Thirty-four percent of 124 CSM patients had preoperative kyphosis. Surgical intervention was more frequently anterior or combined anterior/posterior among this group than those with preserved lordosis. Most patients exhibited postoperative neurologic improvement; however, the extent was dichotomous, with greater improvement among patients with preoperative lordosis (ΔmJOA 3.1) than with preoperative kyphosis (ΔmJOA 1.4, P = 0.02). More severe preoperative disease and quantitative magnetic resonance imaging T2 hyperintensity also predicted poorer recovery (α = 0.05). Lordotic patients exhibited similar improvement when approached anteriorly or posteriorly, whereas kyphotic patients exhibited greater improvement when approached by an anterior or combined approach. It is unclear whether restoring lordosis protects against adjacent segment disease.

Conclusions

The majority of patients with CSM showed postoperative neurologic improvement. Patients with preoperative lordotic alignment exhibited greater improvement than those with preoperative kyphotic alignment. Furthermore, the choice of surgical approach impacted neurologic recovery among kyphotic patients, with those patients who were approached anteriorly or with a combined approach faring better.

Introduction

Degenerative cervical myelopathy results from extrinsic changes in the cervical spine that lead to both static and dynamic spinal cord compression. The most common 2 etiologies include cervical spondylotic myelopathy (CSM) and ossification of the posterior longitudinal ligament. Spondylotic disease in the former leads to structural compression and the abnormal spinal alignment and the spinal cord excursion leads to dynamic compression and repetitive trauma.1 Nonsurgical management has not demonstrated efficacy for this condition,2, 3 whereas surgical management provides for stabilization and improvement of neurologic disability.4 Indeed, much of the current controversy pertains not to whether surgery should be offered but rather the specific type of surgical management.3, 4, 5 Disease pathoanatomy may guide the surgical decision-making, and preoperative cervical spine global sagittal alignment has been demonstrated recently to be associated with baseline neurologic disability.6 A prospective multicenter series of surgical CSM patients reveals similar neurologic outcomes despite the selected surgical approach,7 although perioperative morbidity may be heightened among patients approached posteriorly.5, 8

It is well established that the preoperative myelopathy score is one of the strongest predictors of postoperative neurologic status in prospective cohorts of patients with CSM.4, 9 Although global sagittal alignment has been associated with the intensity of spinal cord hyperintensity on magnetic resonance (MRI) and the severity of preoperative myelopathy, an important question remains as to the impact of this alignment on the potential for postsurgical neurologic improvement. Indeed, Zhang et al. have suggested that heightened MRI T2 hyperintensity does prognosticate for a lesser degree of postoperative neurologic improvement.3, 10, 11 A secondary question is whether operative correction of sagittal deformity has an impact on the extent of neurologic improvement.

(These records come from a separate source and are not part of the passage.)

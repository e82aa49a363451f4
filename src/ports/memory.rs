//! In-memory collaborators for tests and the demo binary

use std::sync::Mutex;

use ahash::AHashMap;
use serde::{Deserialize, Serialize};
use tokio::sync::mpsc::UnboundedSender;

use super::{ActorProfile, CharacterStore, NotificationChannel};
use crate::combat::severity::BonusEffects;
use crate::core::error::CollaboratorError;
use crate::core::sync::lock;
use crate::core::types::{ActorId, RoomId};

const DEFAULT_HEALTH: f64 = 100.0;
const DEFAULT_ENERGY: f64 = 100.0;
/// Energy spent by a plain action before the bonus multiplier
const BASE_ACTION_ENERGY: f64 = 5.0;

/// Mutable part of a character
#[derive(Debug, Clone, PartialEq, Serialize, Deserialize)]
pub struct CharacterSheet {
    pub profile: ActorProfile,
    pub health: f64,
    pub energy: f64,
    pub reputation: i32,
    pub bonuses_applied: u32,
}

impl CharacterSheet {
    pub fn new(profile: ActorProfile) -> Self {
        Self {
            profile,
            health: DEFAULT_HEALTH,
            energy: DEFAULT_ENERGY,
            reputation: 0,
            bonuses_applied: 0,
        }
    }

    pub fn is_down(&self) -> bool {
        self.health <= 0.0
    }
}

#[derive(Default)]
pub struct InMemoryCharacterStore {
    sheets: Mutex<AHashMap<ActorId, CharacterSheet>>,
}

impl InMemoryCharacterStore {
    pub fn new() -> Self {
        Self::default()
    }

    pub fn insert(&self, profile: ActorProfile) {
        let id = profile.id.clone();
        lock(&self.sheets).insert(id, CharacterSheet::new(profile));
    }

    pub fn with_actors(profiles: impl IntoIterator<Item = ActorProfile>) -> Self {
        let store = Self::new();
        for profile in profiles {
            store.insert(profile);
        }
        store
    }

    pub fn sheet(&self, actor: &ActorId) -> Option<CharacterSheet> {
        lock(&self.sheets).get(actor).cloned()
    }

    pub fn health(&self, actor: &ActorId) -> Option<f64> {
        self.sheet(actor).map(|sheet| sheet.health)
    }

    fn update<T>(
        &self,
        actor: &ActorId,
        f: impl FnOnce(&mut CharacterSheet) -> T,
    ) -> Result<T, CollaboratorError> {
        lock(&self.sheets)
            .get_mut(actor)
            .map(f)
            .ok_or_else(|| CollaboratorError::UnknownActor(actor.clone()))
    }
}

impl CharacterStore for InMemoryCharacterStore {
    fn profile(&self, actor: &ActorId) -> Result<ActorProfile, CollaboratorError> {
        lock(&self.sheets)
            .get(actor)
            .map(|sheet| sheet.profile.clone())
            .ok_or_else(|| CollaboratorError::UnknownActor(actor.clone()))
    }

    fn apply_damage(&self, actor: &ActorId, amount: f64) -> Result<(), CollaboratorError> {
        self.update(actor, |sheet| {
            sheet.health = (sheet.health - amount.max(0.0)).max(0.0);
        })
    }

    fn apply_bonus(&self, actor: &ActorId, bonus: &BonusEffects) -> Result<(), CollaboratorError> {
        self.update(actor, |sheet| {
            sheet.energy = (sheet.energy - BASE_ACTION_ENERGY * bonus.energy_cost_multiplier).max(0.0);
            sheet.reputation += bonus.reputation_delta;
            sheet.bonuses_applied += 1;
        })
    }
}

/// A message addressed to a room
#[derive(Debug, Clone, PartialEq, Eq, Serialize, Deserialize)]
pub struct Notification {
    pub room: RoomId,
    pub text: String,
}

/// Keeps every message for later inspection
#[derive(Default)]
pub struct RecordingChannel {
    messages: Mutex<Vec<Notification>>,
}

impl RecordingChannel {
    pub fn new() -> Self {
        Self::default()
    }

    pub fn messages(&self) -> Vec<Notification> {
        lock(&self.messages).clone()
    }

    pub fn texts(&self) -> Vec<String> {
        lock(&self.messages).iter().map(|m| m.text.clone()).collect()
    }

    pub fn count_containing(&self, needle: &str) -> usize {
        lock(&self.messages)
            .iter()
            .filter(|m| m.text.contains(needle))
            .count()
    }

    pub fn clear(&self) {
        lock(&self.messages).clear();
    }
}

impl NotificationChannel for RecordingChannel {
    fn send(&self, room: &RoomId, text: &str) -> Result<(), CollaboratorError> {
        lock(&self.messages).push(Notification {
            room: room.clone(),
            text: text.to_string(),
        });
        Ok(())
    }
}

/// Pushes messages into a tokio channel
pub struct ForwardingChannel {
    sender: UnboundedSender<Notification>,
}

impl ForwardingChannel {
    pub fn new(sender: UnboundedSender<Notification>) -> Self {
        Self { sender }
    }
}

impl NotificationChannel for ForwardingChannel {
    fn send(&self, room: &RoomId, text: &str) -> Result<(), CollaboratorError> {
        self.sender
            .send(Notification {
                room: room.clone(),
                text: text.to_string(),
            })
            .map_err(|_| CollaboratorError::ChannelClosed)
    }
}

/// Only logs
pub struct TracingChannel;

impl NotificationChannel for TracingChannel {
    fn send(&self, room: &RoomId, text: &str) -> Result<(), CollaboratorError> {
        tracing::info!(room = %room, "{}", text);
        Ok(())
    }
}

#[cfg(test)]
mod tests {
    use super::*;
    use crate::combat::precision::PrecisionLevel;
    use crate::core::types::{ActorKind, Rank};

    fn store() -> InMemoryCharacterStore {
        InMemoryCharacterStore::with_actors([ActorProfile::new(
            "p1",
            "Aria",
            ActorKind::Player,
            Rank::C,
        )])
    }

    #[test]
    fn test_damage_floors_at_zero() {
        let store = store();
        let id = ActorId::from("p1");
        store.apply_damage(&id, 30.0).unwrap();
        assert_eq!(store.health(&id), Some(70.0));
        store.apply_damage(&id, 500.0).unwrap();
        assert!(store.sheet(&id).unwrap().is_down());
    }

    #[test]
    fn test_unknown_actor_is_reported() {
        let store = store();
        let ghost = ActorId::from("ghost");
        assert_eq!(
            store.apply_damage(&ghost, 1.0),
            Err(CollaboratorError::UnknownActor(ghost.clone()))
        );
        assert!(store.profile(&ghost).is_err());
    }

    #[test]
    fn test_bonus_moves_reputation_and_energy() {
        let store = store();
        let id = ActorId::from("p1");
        store
            .apply_bonus(&id, &BonusEffects::for_level(PrecisionLevel::VeryHigh))
            .unwrap();
        let sheet = store.sheet(&id).unwrap();
        assert_eq!(sheet.reputation, 2);
        assert_eq!(sheet.energy, 96.0);
        assert_eq!(sheet.bonuses_applied, 1);
    }

    #[test]
    fn test_forwarding_channel_reports_closed_receiver() {
        let (tx, rx) = tokio::sync::mpsc::unbounded_channel();
        let channel = ForwardingChannel::new(tx);
        let room = RoomId::new("arene");
        assert!(channel.send(&room, "bonjour").is_ok());
        drop(rx);
        assert_eq!(channel.send(&room, "encore"), Err(CollaboratorError::ChannelClosed));
    }
}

Various surgical techniques can achieve different amounts of sagittal correction, more so for differences between multilevel anterior discectomy and multilevel anterior corpectomy approaches4 and less so for anterior approaches over posterior approaches.12 Experimental models of myelopathy reveal that cervical spine kyphosis is associated with demyelination, atrophy, and neuronal loss of the anterior horn and decreased vascular supply of the anterior spinal cord.13 Tang et al.14 have suggested that efforts to correct cervical spinal alignment may be appropriate and found that postoperative favorable alignment correlates with improved Neck Disability Index (NDI) scores, although this group of patients was heterogeneous for diagnosis.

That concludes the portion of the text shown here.